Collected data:

Content starts

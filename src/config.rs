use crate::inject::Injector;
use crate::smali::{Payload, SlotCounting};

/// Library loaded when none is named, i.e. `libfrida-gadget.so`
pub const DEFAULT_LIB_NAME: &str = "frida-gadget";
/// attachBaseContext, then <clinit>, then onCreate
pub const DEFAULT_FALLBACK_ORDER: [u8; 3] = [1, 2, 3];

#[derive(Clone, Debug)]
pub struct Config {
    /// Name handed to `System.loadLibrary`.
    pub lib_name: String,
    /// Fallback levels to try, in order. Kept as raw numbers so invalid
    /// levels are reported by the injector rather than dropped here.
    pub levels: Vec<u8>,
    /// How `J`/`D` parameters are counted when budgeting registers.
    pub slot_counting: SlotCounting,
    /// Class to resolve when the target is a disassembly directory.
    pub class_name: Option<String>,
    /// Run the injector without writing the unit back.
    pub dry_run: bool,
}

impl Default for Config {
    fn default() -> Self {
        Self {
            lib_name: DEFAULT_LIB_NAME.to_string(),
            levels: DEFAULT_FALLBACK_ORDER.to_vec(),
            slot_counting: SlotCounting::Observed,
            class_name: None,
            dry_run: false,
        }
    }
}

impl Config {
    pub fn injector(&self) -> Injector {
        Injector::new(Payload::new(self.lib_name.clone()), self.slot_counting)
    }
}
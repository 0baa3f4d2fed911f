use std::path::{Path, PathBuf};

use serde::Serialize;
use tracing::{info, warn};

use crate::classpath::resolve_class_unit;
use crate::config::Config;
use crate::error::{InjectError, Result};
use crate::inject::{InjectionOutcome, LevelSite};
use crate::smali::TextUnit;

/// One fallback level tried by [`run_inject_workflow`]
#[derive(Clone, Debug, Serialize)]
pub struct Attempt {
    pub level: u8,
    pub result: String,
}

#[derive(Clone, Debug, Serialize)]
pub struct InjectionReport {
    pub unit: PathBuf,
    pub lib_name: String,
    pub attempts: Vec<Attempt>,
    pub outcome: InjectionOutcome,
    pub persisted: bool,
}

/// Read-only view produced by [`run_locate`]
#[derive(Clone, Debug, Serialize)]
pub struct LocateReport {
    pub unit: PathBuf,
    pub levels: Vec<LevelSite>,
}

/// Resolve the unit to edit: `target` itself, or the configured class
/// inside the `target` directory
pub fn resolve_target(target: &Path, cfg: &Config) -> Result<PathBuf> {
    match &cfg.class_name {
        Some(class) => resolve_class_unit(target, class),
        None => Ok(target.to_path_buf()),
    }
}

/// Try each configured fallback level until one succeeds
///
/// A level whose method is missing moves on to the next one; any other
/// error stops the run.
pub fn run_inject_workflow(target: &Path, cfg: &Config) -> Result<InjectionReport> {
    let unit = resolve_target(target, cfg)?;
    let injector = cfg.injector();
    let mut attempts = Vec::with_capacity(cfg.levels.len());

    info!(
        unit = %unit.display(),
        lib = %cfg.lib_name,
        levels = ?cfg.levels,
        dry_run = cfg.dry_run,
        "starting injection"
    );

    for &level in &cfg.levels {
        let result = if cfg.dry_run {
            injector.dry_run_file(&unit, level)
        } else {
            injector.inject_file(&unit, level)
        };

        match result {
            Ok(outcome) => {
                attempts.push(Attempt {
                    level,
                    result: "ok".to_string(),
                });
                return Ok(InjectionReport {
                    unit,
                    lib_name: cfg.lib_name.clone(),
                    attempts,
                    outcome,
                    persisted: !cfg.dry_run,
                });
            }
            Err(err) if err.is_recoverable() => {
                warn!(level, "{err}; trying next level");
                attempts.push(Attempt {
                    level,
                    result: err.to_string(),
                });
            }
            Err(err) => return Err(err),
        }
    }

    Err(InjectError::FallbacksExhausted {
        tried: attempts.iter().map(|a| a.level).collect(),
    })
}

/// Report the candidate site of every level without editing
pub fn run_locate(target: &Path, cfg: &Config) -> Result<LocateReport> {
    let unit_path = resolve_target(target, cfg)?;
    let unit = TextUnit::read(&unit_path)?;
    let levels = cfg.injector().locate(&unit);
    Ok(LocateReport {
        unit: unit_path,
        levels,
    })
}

Content ends

*What the exercise asks*
Wherever the word "warn" turns up in the records, copy out the line it is on.

*Exercise response*
use tracing::{info, warn};
                warn!(level, "{err}; trying next level");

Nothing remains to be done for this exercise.